Islamic State recruit from Melbourne languishes in Kurdish prison as his father begs for his release

In the middle of Islamic State’s chaotic last stand in Syria, a 26-year-old Australian man made a desperate call to his father in Melbourne.

Should he stay in the besieged enclave of Baghouz, or surrender with other members of the extremist group?

“He said, ‘the truck is here, what should I do?’,” said Jahangir Alam.

As the caliphate crumbled around Mahir Absar Alam, his father had been seeking advice from the Australian Federal Police (AFP).

“I said, ‘I talked to the AFP, they tell you to jump on [the truck] and go where they take you.’ After that it was very hard for me to continue to talk to him,” Mr Alam said, his voice cracking.

It has been five years since Mahir deceived his family and left Australia for Syria to find an Islamic utopia.

Now he is being held in a Kurdish prison, and his father is begging for Australia to bring him, his Syrian wife, and their two children home..

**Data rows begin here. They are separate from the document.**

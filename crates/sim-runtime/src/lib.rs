#![deny(warnings)]

//! Scenario orchestration on top of the simulation engine.
//!
//! Loads a YAML configuration, runs each policy regime on its own seeded
//! shock stream and summarizes how the regimes diverge.

use anyhow::{Context, Result};
use serde::{Deserialize, Serialize};
use sim_core::{EngineConfig, PolicyMode, Series, StructuralParameters, Trajectory};
use sim_econ::{GaussianShocks, SimulationEngine};
use std::path::Path;
use tracing::info;

/// Run configuration as read from disk. Every field is optional.
#[derive(Clone, Debug, PartialEq, Serialize, Deserialize)]
#[serde(default, deny_unknown_fields)]
pub struct SimConfig {
    /// Ticks per regime (>= 1).
    pub steps: u32,
    /// Time-step size (> 0).
    pub dt: f64,
    /// Master seed for the coherence shocks.
    pub seed: u64,
    /// Overrides merged onto the baseline parameters.
    pub parameters: StructuralParameters,
}

impl Default for SimConfig {
    fn default() -> Self {
        let engine = EngineConfig::default();
        Self {
            steps: engine.steps,
            dt: engine.dt,
            seed: 42,
            parameters: engine.parameters,
        }
    }
}

impl SimConfig {
    pub fn from_yaml_str(text: &str) -> Result<Self> {
        serde_yaml::from_str(text).context("parsing simulation config")
    }

    pub fn engine_config(&self) -> EngineConfig {
        EngineConfig {
            steps: self.steps,
            dt: self.dt,
            parameters: self.parameters.clone(),
        }
    }
}

/// Read a YAML config file.
pub fn load_config<P: AsRef<Path>>(path: P) -> Result<SimConfig> {
    let path = path.as_ref();
    let text = std::fs::read_to_string(path)
        .with_context(|| format!("reading config {}", path.display()))?;
    SimConfig::from_yaml_str(&text).with_context(|| format!("in {}", path.display()))
}

/// Seed for one regime's shock stream, derived from the master seed.
/// Slots follow `PolicyMode::ALL`; append only.
pub fn regime_seed(master_seed: u64, mode: PolicyMode) -> u64 {
    let slot = match mode {
        PolicyMode::Bau => 0u64,
        PolicyMode::Integrated => 1,
    };
    master_seed ^ slot.wrapping_mul(0x9e37_79b9_7f4a_7c15)
}

/// Trajectory of one regime.
#[derive(Clone, Debug, PartialEq)]
pub struct Scenario {
    pub mode: PolicyMode,
    /// Seed of this regime's shock stream.
    pub seed: u64,
    pub trajectory: Trajectory,
}

/// Scenarios in the order they were run.
#[derive(Clone, Debug, Default, PartialEq)]
pub struct ScenarioSet {
    pub scenarios: Vec<Scenario>,
}

impl ScenarioSet {
    pub fn get(&self, mode: PolicyMode) -> Option<&Scenario> {
        self.scenarios.iter().find(|s| s.mode == mode)
    }
}

/// Runs regimes against one engine with per-regime seeds.
pub struct ScenarioRunner {
    engine: SimulationEngine,
    master_seed: u64,
}

impl ScenarioRunner {
    pub fn new(config: EngineConfig, master_seed: u64) -> Result<Self> {
        let engine = SimulationEngine::new(config).context("invalid engine configuration")?;
        Ok(Self {
            engine,
            master_seed,
        })
    }

    pub fn from_config(config: &SimConfig) -> Result<Self> {
        Self::new(config.engine_config(), config.seed)
    }

    pub fn engine(&self) -> &SimulationEngine {
        &self.engine
    }

    pub fn run(&self, mode: PolicyMode) -> Result<Scenario> {
        let seed = regime_seed(self.master_seed, mode);
        let mut shocks = GaussianShocks::seeded(seed);
        let trajectory = self
            .engine
            .run(mode, &mut shocks)
            .with_context(|| format!("running {mode} scenario"))?;
        Ok(Scenario {
            mode,
            seed,
            trajectory,
        })
    }

    /// Run the given regimes in order.
    pub fn run_modes(&self, modes: &[PolicyMode]) -> Result<ScenarioSet> {
        let mut set = ScenarioSet::default();
        for &mode in modes {
            set.scenarios.push(self.run(mode)?);
        }
        info!(scenarios = set.scenarios.len(), "scenarios complete");
        Ok(set)
    }

    /// BAU then INTEGRATED.
    pub fn run_all(&self) -> Result<ScenarioSet> {
        self.run_modes(&PolicyMode::ALL)
    }
}

/// End-of-run figures for one regime.
#[derive(Clone, Debug, PartialEq, Serialize)]
pub struct RegimeSummary {
    pub mode: PolicyMode,
    /// Snapshots recorded.
    pub ticks: usize,
    /// Effective output at the last tick.
    pub final_output: f64,
    /// Effective output averaged over the run.
    pub mean_output: f64,
    pub final_debt_to_output: f64,
    pub final_coherence: f64,
    pub final_carbon: f64,
    pub final_wage_share: f64,
}

impl RegimeSummary {
    pub fn from_scenario(s: &Scenario) -> Option<Self> {
        let last = s.trajectory.last()?;
        Some(Self {
            mode: s.mode,
            ticks: s.trajectory.len(),
            final_output: last.y_effective,
            mean_output: s.trajectory.mean(Series::EffectiveOutput)?,
            final_debt_to_output: last.debt_to_output,
            final_coherence: last.coherence,
            final_carbon: last.carbon,
            final_wage_share: last.wage_share,
        })
    }
}

/// Final-tick differences, INTEGRATED minus BAU.
#[derive(Clone, Debug, PartialEq, Serialize)]
pub struct RegimeGap {
    pub output: f64,
    pub debt_to_output: f64,
    pub coherence: f64,
    pub carbon: f64,
}

#[derive(Clone, Debug, PartialEq, Serialize)]
pub struct ScenarioComparison {
    /// One entry per completed regime, in run order.
    pub summaries: Vec<RegimeSummary>,
    /// Present only when both regimes were run.
    pub gap: Option<RegimeGap>,
}

impl ScenarioComparison {
    pub fn from_set(set: &ScenarioSet) -> Self {
        let summaries: Vec<RegimeSummary> = set
            .scenarios
            .iter()
            .filter_map(RegimeSummary::from_scenario)
            .collect();
        let find = |mode: PolicyMode| summaries.iter().find(|s| s.mode == mode);
        let gap = match (find(PolicyMode::Bau), find(PolicyMode::Integrated)) {
            (Some(b), Some(i)) => Some(RegimeGap {
                output: i.final_output - b.final_output,
                debt_to_output: i.final_debt_to_output - b.final_debt_to_output,
                coherence: i.final_coherence - b.final_coherence,
                carbon: i.final_carbon - b.final_carbon,
            }),
            _ => None,
        };
        Self { summaries, gap }
    }
}

#[cfg(test)]
mod tests {
    use super::*;
    use proptest::prelude::*;

    fn runner(steps: u32) -> ScenarioRunner {
        let cfg = SimConfig {
            steps,
            ..SimConfig::default()
        };
        ScenarioRunner::from_config(&cfg).unwrap()
    }

    #[test]
    fn yaml_overrides_merge_with_defaults() {
        let cfg = SimConfig::from_yaml_str(
            "steps: 40\nseed: 7\nparameters:\n  k0: 150.0\n  damage_sens: 0.004\n",
        )
        .unwrap();
        assert_eq!(cfg.steps, 40);
        assert_eq!(cfg.seed, 7);
        assert_eq!(cfg.dt, 1.0);
        assert_eq!(cfg.parameters.k0, 150.0);
        assert_eq!(cfg.parameters.damage_sens, 0.004);
        assert_eq!(cfg.parameters.n, 100.0);
    }

    #[test]
    fn empty_yaml_is_default() {
        assert_eq!(SimConfig::from_yaml_str("{}").unwrap(), SimConfig::default());
    }

    #[test]
    fn unknown_keys_rejected() {
        assert!(SimConfig::from_yaml_str("stepz: 10\n").is_err());
    }

    #[test]
    fn out_of_range_coherence_in_yaml_fails_to_build() {
        let cfg = SimConfig::from_yaml_str("parameters:\n  r0: 1.5\n").unwrap();
        let err = ScenarioRunner::from_config(&cfg).err().unwrap();
        assert!(format!("{err:#}").contains("r0"));
    }

    #[test]
    fn zero_steps_config_fails_to_build() {
        let cfg = SimConfig {
            steps: 0,
            ..SimConfig::default()
        };
        assert!(ScenarioRunner::from_config(&cfg).is_err());
    }

    #[test]
    fn regimes_get_distinct_seeds() {
        assert_eq!(regime_seed(42, PolicyMode::Bau), 42);
        assert_ne!(
            regime_seed(42, PolicyMode::Bau),
            regime_seed(42, PolicyMode::Integrated)
        );
    }

    #[test]
    fn run_all_is_reproducible_and_ordered() {
        let r = runner(60);
        let a = r.run_all().unwrap();
        let b = r.run_all().unwrap();
        assert_eq!(a, b);
        let modes: Vec<PolicyMode> = a.scenarios.iter().map(|s| s.mode).collect();
        assert_eq!(modes, PolicyMode::ALL.to_vec());
        assert!(a.scenarios.iter().all(|s| s.trajectory.len() == 60));
    }

    #[test]
    fn integrated_keeps_coherence_higher_and_carbon_lower() {
        let set = runner(100).run_all().unwrap();
        let cmp = ScenarioComparison::from_set(&set);
        let gap = cmp.gap.unwrap();
        assert!(gap.coherence > 0.0);
        assert!(gap.carbon < 0.0);
        assert_eq!(cmp.summaries.len(), 2);
        assert_eq!(cmp.summaries[0].ticks, 100);
    }

    #[test]
    fn single_regime_has_no_gap() {
        let set = runner(10).run_modes(&[PolicyMode::Integrated]).unwrap();
        let cmp = ScenarioComparison::from_set(&set);
        assert!(cmp.gap.is_none());
        assert_eq!(cmp.summaries[0].mode, PolicyMode::Integrated);
        assert!(set.get(PolicyMode::Bau).is_none());
    }

    #[test]
    fn load_config_reports_missing_file() {
        let err = load_config("/nonexistent/coherence.yaml").unwrap_err();
        assert!(format!("{err:#}").contains("reading config"));
    }

    #[test]
    fn bundled_config_runs() {
        let path = concat!(env!("CARGO_MANIFEST_DIR"), "/../../configs/high_damage.yaml");
        let cfg = load_config(path).unwrap();
        assert_eq!(cfg.steps, 200);
        assert_eq!(cfg.parameters.damage_sens, 0.005);
        let set = ScenarioRunner::from_config(&cfg).unwrap().run_all().unwrap();
        assert_eq!(set.get(PolicyMode::Bau).unwrap().trajectory.len(), 200);
    }

    proptest! {
        #[test]
        fn summaries_match_last_snapshot(seed in any::<u64>()) {
            let cfg = SimConfig { steps: 12, seed, ..SimConfig::default() };
            let set = ScenarioRunner::from_config(&cfg).unwrap().run_all().unwrap();
            let cmp = ScenarioComparison::from_set(&set);
            for (sum, sc) in cmp.summaries.iter().zip(&set.scenarios) {
                let last = sc.trajectory.last().unwrap();
                prop_assert_eq!(sum.final_output, last.y_effective);
                prop_assert_eq!(sum.final_coherence, last.coherence);
            }
        }
    }
}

Jahangir Alam and his wife came to Australia from Bangladesh when she was four months pregnant with Mahir.

“We were excited that he was to be born in Australia. He would have a better life and good education,” he said.

The family moved around rural Australia for Mr Alam’s job as an irrigation engineer, and he made sure his son had a normal childhood.

“He’d go out, had lots of friends. He used to work at Woolies. His counter was always full of people — just his counter. All the people loved him too much,” he said.

Jahangir Alam said Mahir had barely shown any interest in Islam until shortly before he left Australia.

“I would ask him, ‘I am going to prayer, do you want to go with me?’, and he’d say, ‘Dad I am sleeping, don’t disturb me.’ He has no understanding of the religion at all.”

In 2014, at the age of 21, Mahir left home for what his parents believed was a 10-day trip to Shepparton, Victoria.

But then the AFP contacted the family and told them that Mahir and three friends had instead flown to Dubai and then on to Greece.

Mr Alam said he begged the police to stop his son’s journey to the Middle East in mid-2014, but was told nothing could be done.

“They said, ‘no, we can’t stop them. They are adults’,” Mr Alam said.

Within weeks Mahir was in the Islamic State group’s “capital” of Raqqa, Syria.

A man in sunglasses and a pink t-shirt posing for a photo

Two of his Australian travel companions died within months of their arrival.

Mahir’s parents could not understand why he had gone to live under the extremist group’s despotic rule.

Mr Alam does not believe his son would have the temperament to be a fighter.

“He cannot stay in room by himself. Even when he was in Year 11 or 12 … he could not sleep unless my wife slept in the other bed in his room. He’d fall asleep, then my wife would leave.”

Mahir Alam in limbo in Kurdish prison

Mahir Alam would occasionally make contact with his parents while living in IS territory.

He told them that he was doing hospital work, and that he was injured and had received surgery to his hand in Raqqa.

After he surrendered, Mahir was taken to a Syrian prison.

His father has not been able to contact him since.

In an interview with the ABC in April, Mahir Alam insisted he had never picked up a weapon, and only joined IS after he fell for the group’s propaganda.

Iraq has offered to try the foreign IS fighters held by the Syrian Democratic Forces.

Several French IS fighters have been deported from Syria to Iraq, where they’ve been convicted and sentenced to death.

But the Foreign Minister for Kurdish-controlled Syria, Dr Abdul Karim Omar, has told the ABC that remaining foreign IS members will be tried there.

He wants international support for trials to be conducted in Syria.

“We don’t have plans to send any Australians or other foreign IS prisoners to third countries. Those people need to be judged here,” he said.

But the Kurds say they have had no contact from Canberra about the Australian citizens currently in their custody.

Mahir’s wife and children are now stuck in Raqqa

Mahir Alam married a woman from Raqqa within a year of arriving in Syria and they had two children together.

The youngest child was born in Baghouz in February, as the last sliver of IS territory fell to Kurdish-led forces.

His mother was evacuated along with other IS family members to al-Hawl refugee camp.

A woman in a black robe walks through a refugee camp

She has since been released from the camp and is now thought to be living in Raqqa with the children.

It is believed their baby boy has been sick.

“A couple of weeks ago he was in hospital again because there was no food, no good meat, no good water. That’s why he’s sick,” Mr Alam said.

He would like his grandchildren and their mother to come to Australia.

However, Foreign Affairs Minister Marise Payne said the issue of whether to try to bring children back to Australia was incredibly complex.

“For some there is an expectation that Australian officials should put themselves in harm’s way to extricate those children who’ve been left by their families,” she said.

Still, Mr Alam hopes the Government will take pity on his son.